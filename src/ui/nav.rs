use std::collections::HashMap;
use std::fmt;

use flume::{Receiver, Sender};
use tracing::debug;

/// The closed set of navigable pages.
#[derive(Debug, Clone, Copy, PartialEq, Eq, Hash, Default)]
pub enum PageId {
    #[default]
    Home,
    Artists,
    ArtistDetail,
    Playlists,
    PlaylistDetail,
    Dashboard,
    Upload,
    LikedSongs,
    Login,
    Register,
}

pub type PageParams = HashMap<String, String>;

impl PageId {
    pub const ALL: [PageId; 10] = [
        PageId::Home,
        PageId::Artists,
        PageId::ArtistDetail,
        PageId::Playlists,
        PageId::PlaylistDetail,
        PageId::Dashboard,
        PageId::Upload,
        PageId::LikedSongs,
        PageId::Login,
        PageId::Register,
    ];

    /// Parses a route name. Unknown names deliberately land on `Home` so a
    /// stale deep link or a mistyped route still renders something.
    pub fn parse(s: &str) -> Self {
        match s {
            "home" => Self::Home,
            "artists" => Self::Artists,
            "artist-detail" => Self::ArtistDetail,
            "playlists" => Self::Playlists,
            "playlist-detail" => Self::PlaylistDetail,
            "dashboard" => Self::Dashboard,
            "upload" => Self::Upload,
            "liked-songs" => Self::LikedSongs,
            "login" => Self::Login,
            "register" => Self::Register,
            _ => Self::Home,
        }
    }

    pub fn as_str(&self) -> &'static str {
        match self {
            Self::Home => "home",
            Self::Artists => "artists",
            Self::ArtistDetail => "artist-detail",
            Self::Playlists => "playlists",
            Self::PlaylistDetail => "playlist-detail",
            Self::Dashboard => "dashboard",
            Self::Upload => "upload",
            Self::LikedSongs => "liked-songs",
            Self::Login => "login",
            Self::Register => "register",
        }
    }

    /// Pages that require a signed-in user to show their real content.
    pub fn is_protected(&self) -> bool {
        matches!(
            self,
            Self::Playlists
                | Self::PlaylistDetail
                | Self::Dashboard
                | Self::Upload
                | Self::LikedSongs
        )
    }
}

impl fmt::Display for PageId {
    fn fmt(&self, f: &mut fmt::Formatter<'_>) -> fmt::Result {
        f.write_str(self.as_str())
    }
}

/// What is currently visible: the page and its flat string params. Params
/// are route-specific (`artistId`, `playlistId`) and never validated here;
/// views must tolerate missing or unknown keys.
#[derive(Debug, Clone, Default, PartialEq)]
pub struct NavigationState {
    pub page: PageId,
    pub params: PageParams,
}

/// One navigation request on the channel. A request without a page is
/// accepted and lands on the default route once applied.
#[derive(Debug, Clone, Default, PartialEq)]
pub struct NavRequest {
    pub page: Option<PageId>,
    pub params: PageParams,
}

impl NavRequest {
    pub fn to(page: PageId) -> Self {
        Self {
            page: Some(page),
            params: PageParams::new(),
        }
    }

    pub fn with_params(page: PageId, params: PageParams) -> Self {
        Self {
            page: Some(page),
            params,
        }
    }
}

/// Publish half of the navigation channel. Cheap to clone; handed to the
/// collaborators that need to trigger navigation without a reference to the
/// [`Navigator`] itself.
#[derive(Clone)]
pub struct NavHandle {
    tx: Sender<NavRequest>,
}

impl NavHandle {
    pub fn navigate(&self, page: PageId, params: PageParams) {
        self.request(NavRequest::with_params(page, params));
    }

    pub fn request(&self, req: NavRequest) {
        let _ = self.tx.send(req);
    }
}

/// Single writer of [`NavigationState`] and the only subscriber of the
/// request channel, so a published request is consumed exactly once no
/// matter how often the shell re-renders.
pub struct Navigator {
    state: NavigationState,
    requests: Receiver<NavRequest>,
    handle: NavHandle,
    generation: u64,
}

impl Navigator {
    pub fn new() -> Self {
        let (tx, rx) = flume::unbounded();
        Self {
            state: NavigationState::default(),
            requests: rx,
            handle: NavHandle { tx },
            generation: 0,
        }
    }

    pub fn state(&self) -> &NavigationState {
        &self.state
    }

    pub fn handle(&self) -> NavHandle {
        self.handle.clone()
    }

    /// Bumps on every `navigate` call, whether or not the target changed.
    /// The shell uses this as the scroll-reset signal.
    pub fn generation(&self) -> u64 {
        self.generation
    }

    pub fn navigate(&mut self, page: PageId, params: PageParams) {
        debug!(%page, "navigate");
        self.state = NavigationState { page, params };
        self.generation += 1;
    }

    /// Applies every pending request in publish order; last write wins.
    /// Returns whether anything was applied.
    pub fn drain(&mut self) -> bool {
        let mut applied = false;
        while let Ok(req) = self.requests.try_recv() {
            self.navigate(req.page.unwrap_or_default(), req.params);
            applied = true;
        }
        applied
    }
}

impl Default for Navigator {
    fn default() -> Self {
        Self::new()
    }
}

#[cfg(test)]
mod tests {
    use super::*;

    fn params(key: &str, value: &str) -> PageParams {
        PageParams::from([(key.to_string(), value.to_string())])
    }

    #[test]
    fn test_unknown_route_names_parse_to_home() {
        assert_eq!(PageId::parse("liked-songs"), PageId::LikedSongs);
        assert_eq!(PageId::parse("settings"), PageId::Home);
        assert_eq!(PageId::parse(""), PageId::Home);
        for page in PageId::ALL {
            assert_eq!(PageId::parse(page.as_str()), page);
        }
    }

    #[test]
    fn test_last_navigate_wins() {
        let mut nav = Navigator::new();
        nav.navigate(PageId::Artists, PageParams::new());
        nav.navigate(PageId::ArtistDetail, params("artistId", "42"));
        nav.navigate(PageId::Playlists, PageParams::new());

        assert_eq!(nav.state().page, PageId::Playlists);
        assert!(nav.state().params.is_empty());
    }

    #[test]
    fn test_generation_bumps_even_when_target_is_unchanged() {
        let mut nav = Navigator::new();
        nav.navigate(PageId::Home, PageParams::new());
        nav.navigate(PageId::Home, PageParams::new());
        assert_eq!(nav.generation(), 2);
        assert_eq!(nav.state().page, PageId::Home);
    }

    #[test]
    fn test_channel_requests_apply_in_publish_order() {
        let mut nav = Navigator::new();
        let handle = nav.handle();
        handle.navigate(PageId::Artists, PageParams::new());
        handle.navigate(PageId::ArtistDetail, params("artistId", "42"));

        assert!(nav.drain());
        assert_eq!(nav.state().page, PageId::ArtistDetail);
        assert_eq!(nav.state().params.get("artistId").unwrap(), "42");
        assert_eq!(nav.generation(), 2);
    }

    #[test]
    fn test_request_without_page_lands_on_home() {
        let mut nav = Navigator::new();
        nav.navigate(PageId::Dashboard, PageParams::new());
        nav.handle().request(NavRequest::default());

        assert!(nav.drain());
        assert_eq!(nav.state().page, PageId::Home);
    }

    #[test]
    fn test_each_request_is_consumed_exactly_once() {
        let mut nav = Navigator::new();
        nav.handle().request(NavRequest::to(PageId::Upload));

        assert!(nav.drain());
        let generation = nav.generation();
        // Repeated drains must not re-deliver.
        assert!(!nav.drain());
        assert!(!nav.drain());
        assert_eq!(nav.generation(), generation);
    }
}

= Exercise objective =
Nothing may be dropped or altered; repeat every record in full.

= The answer =
filename src/ui/nav.rs
use std::collections::HashMap;
use std::fmt;

use flume::{Receiver, Sender};
use tracing::debug;

/// The closed set of navigable pages.
#[derive(Debug, Clone, Copy, PartialEq, Eq, Hash, Default)]
pub enum PageId {
    #[default]
    Home,
    Artists,
    ArtistDetail,
    Playlists,
    PlaylistDetail,
    Dashboard,
    Upload,
    LikedSongs,
    Login,
    Register,
}

pub type PageParams = HashMap<String, String>;

impl PageId {
    pub const ALL: [PageId; 10] = [
        PageId::Home,
        PageId::Artists,
        PageId::ArtistDetail,
        PageId::Playlists,
        PageId::PlaylistDetail,
        PageId::Dashboard,
        PageId::Upload,
        PageId::LikedSongs,
        PageId::Login,
        PageId::Register,
    ];

    /// Parses a route name. Unknown names deliberately land on `Home` so a
    /// stale deep link or a mistyped route still renders something.
    pub fn parse(s: &str) -> Self {
        match s {
            "home" => Self::Home,
            "artists" => Self::Artists,
            "artist-detail" => Self::ArtistDetail,
            "playlists" => Self::Playlists,
            "playlist-detail" => Self::PlaylistDetail,
            "dashboard" => Self::Dashboard,
            "upload" => Self::Upload,
            "liked-songs" => Self::LikedSongs,
            "login" => Self::Login,
            "register" => Self::Register,
            _ => Self::Home,
        }
    }

    pub fn as_str(&self) -> &'static str {
        match self {
            Self::Home => "home",
            Self::Artists => "artists",
            Self::ArtistDetail => "artist-detail",
            Self::Playlists => "playlists",
            Self::PlaylistDetail => "playlist-detail",
            Self::Dashboard => "dashboard",
            Self::Upload => "upload",
            Self::LikedSongs => "liked-songs",
            Self::Login => "login",
            Self::Register => "register",
        }
    }

    /// Pages that require a signed-in user to show their real content.
    pub fn is_protected(&self) -> bool {
        matches!(
            self,
            Self::Playlists
                | Self::PlaylistDetail
                | Self::Dashboard
                | Self::Upload
                | Self::LikedSongs
        )
    }
}

impl fmt::Display for PageId {
    fn fmt(&self, f: &mut fmt::Formatter<'_>) -> fmt::Result {
        f.write_str(self.as_str())
    }
}

/// What is currently visible: the page and its flat string params. Params
/// are route-specific (`artistId`, `playlistId`) and never validated here;
/// views must tolerate missing or unknown keys.
#[derive(Debug, Clone, Default, PartialEq)]
pub struct NavigationState {
    pub page: PageId,
    pub params: PageParams,
}

/// One navigation request on the channel. A request without a page is
/// accepted and lands on the default route once applied.
#[derive(Debug, Clone, Default, PartialEq)]
pub struct NavRequest {
    pub page: Option<PageId>,
    pub params: PageParams,
}

impl NavRequest {
    pub fn to(page: PageId) -> Self {
        Self {
            page: Some(page),
            params: PageParams::new(),
        }
    }

    pub fn with_params(page: PageId, params: PageParams) -> Self {
        Self {
            page: Some(page),
            params,
        }
    }
}

/// Publish half of the navigation channel. Cheap to clone; handed to the
/// collaborators that need to trigger navigation without a reference to the
/// [`Navigator`] itself.
#[derive(Clone)]
pub struct NavHandle {
    tx: Sender<NavRequest>,
}

impl NavHandle {
    pub fn navigate(&self, page: PageId, params: PageParams) {
        self.request(NavRequest::with_params(page, params));
    }

    pub fn request(&self, req: NavRequest) {
        let _ = self.tx.send(req);
    }
}

/// Single writer of [`NavigationState`] and the only subscriber of the
/// request channel, so a published request is consumed exactly once no
/// matter how often the shell re-renders.
pub struct Navigator {
    state: NavigationState,
    requests: Receiver<NavRequest>,
    handle: NavHandle,
    generation: u64,
}

impl Navigator {
    pub fn new() -> Self {
        let (tx, rx) = flume::unbounded();
        Self {
            state: NavigationState::default(),
            requests: rx,
            handle: NavHandle { tx },
            generation: 0,
        }
    }

    pub fn state(&self) -> &NavigationState {
        &self.state
    }

    pub fn handle(&self) -> NavHandle {
        self.handle.clone()
    }

    /// Bumps on every `navigate` call, whether or not the target changed.
    /// The shell uses this as the scroll-reset signal.
    pub fn generation(&self) -> u64 {
        self.generation
    }

    pub fn navigate(&mut self, page: PageId, params: PageParams) {
        debug!(%page, "navigate");
        self.state = NavigationState { page, params };
        self.generation += 1;
    }

    /// Applies every pending request in publish order; last write wins.
    /// Returns whether anything was applied.
    pub fn drain(&mut self) -> bool {
        let mut applied = false;
        while let Ok(req) = self.requests.try_recv() {
            self.navigate(req.page.unwrap_or_default(), req.params);
            applied = true;
        }
        applied
    }
}

impl Default for Navigator {
    fn default() -> Self {
        Self::new()
    }
}

#[cfg(test)]
mod tests {
    use super::*;

    fn params(key: &str, value: &str) -> PageParams {
        PageParams::from([(key.to_string(), value.to_string())])
    }

    #[test]
    fn test_unknown_route_names_parse_to_home() {
        assert_eq!(PageId::parse("liked-songs"), PageId::LikedSongs);
        assert_eq!(PageId::parse("settings"), PageId::Home);
        assert_eq!(PageId::parse(""), PageId::Home);
        for page in PageId::ALL {
            assert_eq!(PageId::parse(page.as_str()), page);
        }
    }

    #[test]
    fn test_last_navigate_wins() {
        let mut nav = Navigator::new();
        nav.navigate(PageId::Artists, PageParams::new());
        nav.navigate(PageId::ArtistDetail, params("artistId", "42"));
        nav.navigate(PageId::Playlists, PageParams::new());

        assert_eq!(nav.state().page, PageId::Playlists);
        assert!(nav.state().params.is_empty());
    }

    #[test]
    fn test_generation_bumps_even_when_target_is_unchanged() {
        let mut nav = Navigator::new();
        nav.navigate(PageId::Home, PageParams::new());
        nav.navigate(PageId::Home, PageParams::new());
        assert_eq!(nav.generation(), 2);
        assert_eq!(nav.state().page, PageId::Home);
    }

    #[test]
    fn test_channel_requests_apply_in_publish_order() {
        let mut nav = Navigator::new();
        let handle = nav.handle();
        handle.navigate(PageId::Artists, PageParams::new());
        handle.navigate(PageId::ArtistDetail, params("artistId", "42"));

        assert!(nav.drain());
        assert_eq!(nav.state().page, PageId::ArtistDetail);
        assert_eq!(nav.state().params.get("artistId").unwrap(), "42");
        assert_eq!(nav.generation(), 2);
    }

    #[test]
    fn test_request_without_page_lands_on_home() {
        let mut nav = Navigator::new();
        nav.navigate(PageId::Dashboard, PageParams::new());
        nav.handle().request(NavRequest::default());

        assert!(nav.drain());
        assert_eq!(nav.state().page, PageId::Home);
    }

    #[test]
    fn test_each_request_is_consumed_exactly_once() {
        let mut nav = Navigator::new();
        nav.handle().request(NavRequest::to(PageId::Upload));

        assert!(nav.drain());
        let generation = nav.generation();
        // Repeated drains must not re-deliver.
        assert!(!nav.drain());
        assert!(!nav.drain());
        assert_eq!(nav.generation(), generation);
    }
}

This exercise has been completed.